The issues plaguing this film are multitudinous, covering nearly every element of its production and presentation. The dialogue is mostly a string of implausibly quick (though uniformly feeble) quips en route to cringeworthy emotional revelations. The plot is wafer-thin and thus predictable down to the last detail and what minor deviations it takes from its formula inevitably work only to further bolster its formulaicness. Artistically, it’s so overwhelmingly middling one may begin to wish for something outright egregious just to interrupt the stylistic inertia – a wretchedly ugly composition perhaps, or a horribly inappropriate soundtrack cut. But Elfman cares too much about her quasi-adolescent soul-searching, her wannabe wisdom that she clearly wouldn’t dare spoil it with a bit of actual, genuine innovation. The only thing truly egregious about Next Exit is Karen Gillan’s laughable Elizabeth Holmes impression as the research scientist, though she’s barely even in the film at all.

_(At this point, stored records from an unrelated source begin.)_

#[async_trait]
impl ModelsApi for LocalController {
    async fn create_model(&self, input: CreateModelInput) -> Result<ModelInfo> {
        if !names::is_valid_model_name(&input.name) {
            return Err(Error::InvalidInput(format!("invalid model name {:?}", input.name)));
        }
        let owner = self.user.clone();
        self.mutate(|state| {
            if state
                .models
                .values()
                .any(|m| m.info.name == input.name && m.info.owner == owner)
            {
                return Err(Error::already_exists("model", format!("{owner}/{}", input.name)));
            }
            let cloud_name = input.cloud.clone().unwrap_or_else(|| DEFAULT_CLOUD.to_string());
            let cloud = state
                .clouds
                .get(&cloud_name)
                .ok_or_else(|| Error::not_found("cloud", &cloud_name))?;
            let region = match &input.cloud_region {
                Some(region) if cloud.regions.iter().any(|r| &r.name == region) => region.clone(),
                Some(region) => return Err(Error::not_found("cloud region", format!("{cloud_name}/{region}"))),
                None => cloud.regions.first().map(|r| r.name.clone()).unwrap_or_default(),
            };
            if let Some(credential) = &input.credential {
                if !state
                    .controller_credentials
                    .contains_key(&credential_key(&cloud_name, credential))
                {
                    return Err(Error::not_found("credential", credential_key(&cloud_name, credential)));
                }
            }
            let model_type = if cloud.cloud_type == "kubernetes" {
                ModelType::Caas
            } else {
                ModelType::Iaas
            };

            let uuid = uuid::Uuid::new_v4().to_string();
            let info = ModelInfo {
                uuid: uuid.clone(),
                name: input.name.clone(),
                model_type,
                owner: owner.clone(),
                cloud: cloud_name,
                cloud_region: region,
                credential: input.credential.clone(),
                config: input.config.clone(),
                constraints: canonical_constraints(input.constraints.as_deref())?,
                users: BTreeMap::from([(owner.clone(), ModelAccess::Admin)]),
            };
            state.models.insert(
                uuid.clone(),
                ModelRecord {
                    info: info.clone(),
                    applications: BTreeMap::new(),
                    remote_applications: BTreeMap::new(),
                    machines: BTreeMap::new(),
                    next_machine: 0,
                    integrations: Vec::new(),
                    secrets: BTreeMap::new(),
                    ssh_keys: Vec::new(),
                    storage_pools: BTreeMap::new(),
                },
            );
            info!("Created model {} ({})", info.name, uuid);
            Ok(info)
        })
    }

    async fn read_model(&self, uuid: &str) -> Result<ModelInfo> {
        self.read(|state| Ok(state.model(uuid)?.info.clone()))
    }

    async fn read_model_by_name(&self, name: &str) -> Result<ModelInfo> {
        let (owner, model_name) = match name.split_once('/') {
            Some((owner, model_name)) => (owner.to_string(), model_name),
            None => (self.user.clone(), name),
        };
        self.read(|state| {
            state
                .models
                .values()
                .find(|m| m.info.name == model_name && m.info.owner == owner)
                .map(|m| m.info.clone())
                .ok_or_else(|| Error::not_found("model", format!("{owner}/{model_name}")))
        })
    }

    async fn list_models(&self) -> Result<Vec<ModelInfo>> {
        self.read(|state| Ok(state.models.values().map(|m| m.info.clone()).collect()))
    }

    async fn update_model(&self, input: UpdateModelInput) -> Result<()> {
        self.mutate(|state| {
            if let Some(credential) = &input.credential {
                let cloud = state.model(&input.uuid)?.info.cloud.clone();
                if !state.controller_credentials.contains_key(&credential_key(&cloud, credential)) {
                    return Err(Error::not_found("credential", credential_key(&cloud, credential)));
                }
            }
            let model = state.model_mut(&input.uuid)?;
            for key in &input.unset {
                model.info.config.remove(key);
            }
            model.info.config.extend(input.config.clone());
            if let Some(constraints) = &input.constraints {
                model.info.constraints = canonical_constraints(Some(constraints))?;
            }
            if input.credential.is_some() {
                model.info.credential = input.credential.clone();
            }
            Ok(())
        })
    }

    async fn destroy_model(&self, uuid: &str) -> Result<()> {
        self.mutate(|state| {
            state
                .models
                .remove(uuid)
                .ok_or_else(|| Error::not_found("model", uuid))?;
            state.offers.retain(|_, offer| offer.model_uuid != uuid);
            info!("Destroyed model {}", uuid);
            Ok(())
        })
    }
}

#[async_trait]
impl ApplicationsApi for LocalController {
    async fn create_application(&self, input: CreateApplicationInput) -> Result<ApplicationInfo> {
        if !names::is_valid_application_name(&input.name) {
            return Err(Error::InvalidInput(format!("invalid application name {:?}", input.name)));
        }
        if let Some(channel) = &input.charm.channel {
            names::Channel::parse(channel).map_err(Error::InvalidInput)?;
        }
        let constraints = canonical_constraints(input.constraints.as_deref())?;
        let storage = input
            .storage_directives
            .iter()
            .map(|(label, directive)| parse_storage_directive(label, directive))
            .collect::<Result<Vec<_>>>()?;

        self.mutate(|state| {
            let model = state.model_mut(&input.model_uuid)?;
            if model.has_application(&input.name) {
                return Err(Error::already_exists("application", &input.name));
            }

            let base = input.charm.base.clone().unwrap_or_else(|| DEFAULT_BASE.to_string());
            let (units, machines) = if !input.machines.is_empty() {
                if input.units as usize != input.machines.len() {
                    return Err(Error::InvalidInput(format!(
                        "units ({}) must match the number of machines ({})",
                        input.units,
                        input.machines.len()
                    )));
                }
                for machine in &input.machines {
                    if !model.machines.contains_key(machine) {
                        return Err(Error::not_found("machine", machine));
                    }
                }
                (input.units, input.machines.clone())
            } else if model.info.model_type == ModelType::Iaas {
                let placed = (0..input.units)
                    .map(|_| model.add_machine(&base, constraints.clone(), None, None))
                    .collect();
                (input.units, placed)
            } else {
                (input.units, Vec::new())
            };

            let app = ApplicationInfo {
                model_uuid: input.model_uuid.clone(),
                name: input.name.clone(),
                charm: CharmSpec {
                    name: input.charm.name.clone(),
                    channel: Some(input.charm.channel.clone().unwrap_or_else(|| DEFAULT_CHANNEL.to_string())),
                    revision: Some(input.charm.revision.unwrap_or(1)),
                    base: Some(base),
                },
                units,
                machines,
                constraints,
                config: input.config.clone(),
                trust: input.trust,
                expose: input.expose.clone(),
                storage,
                storage_directives: input.storage_directives.clone(),
            };
            model.applications.insert(app.name.clone(), app.clone());
            info!("Deployed application {} ({} units)", app.name, app.units);
            Ok(app)
        })
    }

    async fn read_application(&self, model_uuid: &str, name: &str) -> Result<ApplicationInfo> {
        self.read(|state| {
            state
                .model(model_uuid)?
                .applications
                .get(name)
                .cloned()
                .ok_or_else(|| Error::not_found("application", name))
        })
    }

    async fn list_applications(&self, model_uuid: &str) -> Result<Vec<ApplicationInfo>> {
        self.read(|state| Ok(state.model(model_uuid)?.applications.values().cloned().collect()))
    }

    async fn update_application(&self, input: UpdateApplicationInput) -> Result<()> {
        if let Some(channel) = &input.channel {
            names::Channel::parse(channel).map_err(Error::InvalidInput)?;
        }
        let constraints = match &input.constraints {
            Some(c) => Some(canonical_constraints(Some(c))?),
            None => None,
        };

        self.mutate(|state| {
            let model = state.model_mut(&input.model_uuid)?;
            let mut app = model
                .applications
                .get(&input.name)
                .cloned()
                .ok_or_else(|| Error::not_found("application", &input.name))?;

            if let Some(channel) = &input.channel {
                app.charm.channel = Some(channel.clone());
                if input.revision.is_none() {
                    app.charm.revision = Some(app.charm.revision.unwrap_or(0) + 1);
                }
            }
            if let Some(revision) = input.revision {
                app.charm.revision = Some(revision);
            }
            if let Some(base) = &input.base {
                app.charm.base = Some(base.clone());
            }
            if let Some(constraints) = constraints {
                app.constraints = constraints;
            }

            let base = app.charm.base.clone().unwrap_or_else(|| DEFAULT_BASE.to_string());
            if let Some(machines) = &input.machines {
                for machine in machines {
                    if !model.machines.contains_key(machine) {
                        return Err(Error::not_found("machine", machine));
                    }
                }
                app.machines = machines.clone();
                app.units = machines.len() as u32;
            } else if let Some(units) = input.units {
                if model.info.model_type == ModelType::Iaas {
                    while (app.machines.len() as u32) < units {
                        let id = model.add_machine(&base, app.constraints.clone(), None, None);
                        app.machines.push(id);
                    }
                    app.machines.truncate(units as usize);
                }
                app.units = units;
            }

            for key in &input.unset_config {
                app.config.remove(key);
            }
            app.config.extend(input.config.clone());
            if let Some(trust) = input.trust {
                app.trust = trust;
            }
            if input.unexpose {
                app.expose = None;
            }
            if input.expose.is_some() {
                app.expose = input.expose.clone();
            }

            debug!("Updated application {}", app.name);
            model.applications.insert(app.name.clone(), app);
            Ok(())
        })
    }

    async fn destroy_application(&self, model_uuid: &str, name: &str) -> Result<()> {
        self.mutate(|state| {
            if let Some(offer) = state
                .offers
                .values()
                .find(|o| o.model_uuid == model_uuid && o.application_name == name)
            {
                return Err(Error::InvalidInput(format!(
                    "application {name:?} is offered at {}; remove the offer first",
                    offer.url
                )));
            }
            let model = state.model_mut(model_uuid)?;
            model
                .applications
                .remove(name)
                .ok_or_else(|| Error::not_found("application", name))?;
            model
                .integrations
                .retain(|i| i.endpoints.iter().all(|ep| ep.application != name));
            info!("Removed application {}", name);
            Ok(())
        })
    }
}
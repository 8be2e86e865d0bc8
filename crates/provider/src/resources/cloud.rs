//! juju_cloud

use async_trait::async_trait;
use juju_common::{CloudInfo, CloudInput, CloudRegion};
use tracing::{debug, info, Span};

use super::{client_error, fill_unknowns, Resource, ResourceCommon};
use crate::client::ProviderData;
use crate::diag::Diagnostics;
use crate::id;
use crate::modifiers::RequiresReplace;
use crate::schema::{id_attribute, AttrType, Attribute, Block, NestedBlock, Schema};
use crate::state::{
    get_block_list, get_optional_string_attr, get_string_attr, get_string_set_attr, make_state, optional_string_value,
    string_set_value, string_value, Value,
};

const ID_FORMAT: &str = "<name>";

/// Region the controller adds to clouds declared without any
const IMPLICIT_REGION: &str = "default";

pub struct CloudResource {
    common: ResourceCommon,
}

impl CloudResource {
    pub fn new() -> Self {
        Self {
            common: ResourceCommon::new("juju_cloud"),
        }
    }
}

impl Default for CloudResource {
    fn default() -> Self {
        Self::new()
    }
}

fn cloud_input(plan: &Value) -> CloudInput {
    CloudInput {
        name: get_string_attr(plan, "name"),
        cloud_type: get_string_attr(plan, "type"),
        auth_types: get_string_set_attr(plan, "auth_types"),
        endpoint: get_optional_string_attr(plan, "endpoint"),
        regions: get_block_list(plan, "region")
            .iter()
            .map(|r| CloudRegion {
                name: get_string_attr(r, "name"),
                endpoint: get_optional_string_attr(r, "endpoint"),
            })
            .collect(),
    }
}

fn cloud_to_state(cloud: &CloudInfo, prior: &Value) -> Value {
    let declared_none = matches!(prior.get("region"), Some(Value::List(items)) if items.is_empty());
    let implicit_only = cloud.regions.len() == 1 && cloud.regions[0].name == IMPLICIT_REGION;
    let regions = if declared_none && implicit_only {
        Vec::new()
    } else {
        cloud
            .regions
            .iter()
            .map(|r| {
                make_state(vec![
                    ("name", string_value(&r.name)),
                    ("endpoint", optional_string_value(r.endpoint.as_deref())),
                ])
            })
            .collect()
    };
    make_state(vec![
        ("id", string_value(&cloud.name)),
        ("name", string_value(&cloud.name)),
        ("type", string_value(&cloud.cloud_type)),
        ("auth_types", string_set_value(cloud.auth_types.iter().cloned())),
        ("endpoint", optional_string_value(cloud.endpoint.as_deref())),
        ("region", Value::List(regions)),
    ])
}

#[async_trait]
impl Resource for CloudResource {
    fn type_name(&self) -> &'static str {
        "juju_cloud"
    }

    fn schema(&self) -> Schema {
        Schema::new(
            Block::new()
                .description("A resource that represent a Juju Cloud for existing controller.")
                .attribute(id_attribute())
                .attribute(
                    Attribute::string("name")
                        .required()
                        .description("The name of the cloud in Juju.")
                        .plan_modifier(RequiresReplace),
                )
                .attribute(
                    Attribute::string("type")
                        .required()
                        .description("The type of the cloud, e.g. openstack or maas.")
                        .plan_modifier(RequiresReplace),
                )
                .attribute(
                    Attribute::set("auth_types", AttrType::String)
                        .required()
                        .description("List of supported authentication types by the cloud."),
                )
                .attribute(
                    Attribute::string("endpoint")
                        .optional()
                        .description("The API endpoint for the cloud."),
                )
                .block(NestedBlock::list(
                    "region",
                    Block::new()
                        .attribute(Attribute::string("name").required().description("The name of the region."))
                        .attribute(
                            Attribute::string("endpoint")
                                .optional()
                                .description("The API endpoint for the region."),
                        ),
                )),
        )
    }

    fn configure(&mut self, data: &ProviderData) {
        self.common.configure(data);
    }

    fn subsystem(&self) -> &Span {
        self.common.span()
    }

    async fn create(&self, plan: &Value, diags: &mut Diagnostics) -> Option<Value> {
        let client = self.common.client(diags)?;
        let input = cloud_input(plan);
        if let Err(e) = client.add_cloud(input.clone()).await {
            client_error(diags, "create", "cloud", &e);
            return None;
        }
        info!(name = %input.name, cloud_type = %input.cloud_type, "added cloud");
        match client.read_cloud(&input.name).await {
            Ok(cloud) => Some(fill_unknowns(plan, &cloud_to_state(&cloud, plan))),
            Err(e) => {
                client_error(diags, "read", "cloud", &e);
                None
            }
        }
    }

    async fn read(&self, state: &Value, diags: &mut Diagnostics) -> Option<Value> {
        let client = self.common.client(diags)?;
        let [name] = match id::decode::<1>(&get_string_attr(state, "id"), ID_FORMAT) {
            Ok(fields) => fields,
            Err(e) => {
                diags.push(e.to_diagnostic());
                return None;
            }
        };
        match client.read_cloud(&name).await {
            Ok(cloud) => Some(cloud_to_state(&cloud, state)),
            Err(e) if e.is_not_found() => {
                debug!(name = %name, "cloud not found, removing from state");
                None
            }
            Err(e) => {
                client_error(diags, "read", "cloud", &e);
                None
            }
        }
    }

    async fn update(&self, plan: &Value, _prior: &Value, diags: &mut Diagnostics) -> Option<Value> {
        let client = self.common.client(diags)?;
        let input = cloud_input(plan);
        if let Err(e) = client.update_cloud(input.clone()).await {
            client_error(diags, "update", "cloud", &e);
            return None;
        }
        match client.read_cloud(&input.name).await {
            Ok(cloud) => Some(fill_unknowns(plan, &cloud_to_state(&cloud, plan))),
            Err(e) => {
                client_error(diags, "read", "cloud", &e);
                None
            }
        }
    }

    async fn delete(&self, state: &Value, diags: &mut Diagnostics) {
        let Some(client) = self.common.client(diags) else {
            return;
        };
        if let Err(e) = client.remove_cloud(&get_string_attr(state, "name")).await {
            client_error(diags, "delete", "cloud", &e);
        }
    }
}

#[cfg(test)]
mod tests {
    use super::*;

    fn cloud(regions: Vec<CloudRegion>) -> CloudInfo {
        CloudInfo {
            name: "maas".to_string(),
            cloud_type: "maas".to_string(),
            auth_types: vec!["oauth1".to_string()],
            endpoint: Some("http://10.0.0.2/MAAS".to_string()),
            regions,
        }
    }

    #[test]
    fn test_implicit_region_hidden_when_none_declared() {
        let implicit = cloud(vec![CloudRegion {
            name: IMPLICIT_REGION.to_string(),
            endpoint: Some("http://10.0.0.2/MAAS".to_string()),
        }]);
        let prior = make_state(vec![("region", Value::List(Vec::new()))]);
        assert_eq!(cloud_to_state(&implicit, &prior).get("region"), Some(&Value::List(Vec::new())));

        // An imported cloud reports what the controller has.
        let imported = cloud_to_state(&implicit, &make_state(vec![("id", string_value("maas"))]));
        assert_eq!(get_block_list(&imported, "region").len(), 1);
    }
}
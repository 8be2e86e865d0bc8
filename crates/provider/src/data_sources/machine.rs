//! juju_machine data source

use async_trait::async_trait;
use tracing::Span;

use super::DataSource;
use crate::client::ProviderData;
use crate::diag::Diagnostics;
use crate::resources::{client_error, model_uuid_attribute, ResourceCommon};
use crate::schema::{Attribute, Block, Schema};
use crate::state::{get_string_attr, make_state, string_value, Value};

pub struct MachineDataSource {
    common: ResourceCommon,
}

impl MachineDataSource {
    pub fn new() -> Self {
        Self {
            common: ResourceCommon::new("juju_machine"),
        }
    }
}

impl Default for MachineDataSource {
    fn default() -> Self {
        Self::new()
    }
}

#[async_trait]
impl DataSource for MachineDataSource {
    fn type_name(&self) -> &'static str {
        "juju_machine"
    }

    fn schema(&self) -> Schema {
        Schema::new(
            Block::new()
                .description("A data source representing a Juju Machine.")
                .attribute(model_uuid_attribute())
                .attribute(
                    Attribute::string("machine_id")
                        .required()
                        .description("The Juju id of the machine."),
                )
                .attribute(Attribute::string("base").computed().description("The machine's operating system."))
                .attribute(Attribute::string("hostname").computed().description("The machine's hostname."))
                .attribute(Attribute::string("status").computed().description("The machine's agent status.")),
        )
    }

    fn configure(&mut self, data: &ProviderData) {
        self.common.configure(data);
    }

    fn subsystem(&self) -> &Span {
        self.common.span()
    }

    async fn read(&self, config: &Value, diags: &mut Diagnostics) -> Option<Value> {
        let client = self.common.client(diags)?;
        let model_uuid = get_string_attr(config, "model_uuid");
        let machine_id = get_string_attr(config, "machine_id");
        match client.read_machine(&model_uuid, &machine_id).await {
            Ok(machine) => Some(make_state(vec![
                ("model_uuid", string_value(&machine.model_uuid)),
                ("machine_id", string_value(&machine.machine_id)),
                ("base", string_value(&machine.base)),
                ("hostname", string_value(&machine.hostname)),
                ("status", string_value(&machine.status)),
            ])),
            Err(e) => {
                client_error(diags, "read", "machine", &e);
                None
            }
        }
    }
}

And yet it’s not a total write-off. By all means, it should have been, what with the seemingly endless assembly line of faults and flaws weighing it down. But Elfman has happened, whether willingly or not, upon quite the blessing, like a benevolent spirit sent from another world to help save her film from utter ignominy. Rahul Kohli just transpires to be exactly the right actor to play Teddy at exactly the right time in his career to make him a viable choice for a low-budget production with semi-mainstream aspirations. Anyone who’s seen Kohli in any of his previous projects, mostly TV shows such as iZombie and The Haunting of Bly Manor will appreciate his ability to automatically improve the quality of whatever that project is, solely due to his presence. He’s got a lot to improve here and quite a task on his hands whether he pulls it off or not, given some of the dialogue he’s been saddled with. Yet Kohli is entirely up to that task, finding exactly the right tone and energy for Teddy and far transcending the work of anybody else involved with Next Exit. His charisma, his gift for mimicking spontaneity, his emotional range, his remarkable believability when playing drunk (something that trips up even the best of performers) – everything about Kohli is just so good he takes an otherwise borderline-unwatchable film and makes it, of all things, genuinely watchable.
The trouble remains, however, that Next Exit has pretty much nothing else going for it and that, even when Kohli’s center stage, the standard of the material is still very low indeed. He’s surrounded by actors either unwilling to match his elevated level of performance or incapable of it, reading lines that sound like they were written by a moody 13-year-old, in a film that thinks it’s far better than it really is and is thus unable to commit to being the film it really is. And once you’ve taken notice of its contrivance, or its corniness, or its insincerity, it’s impossible to go back. Whether or not there’s life after death isn’t for any of us to know, alas, yet whether or not there’s a good film in Next Exit after you’ve spotted its fundamental and manifold problems certainly is, so know this: there isn’t.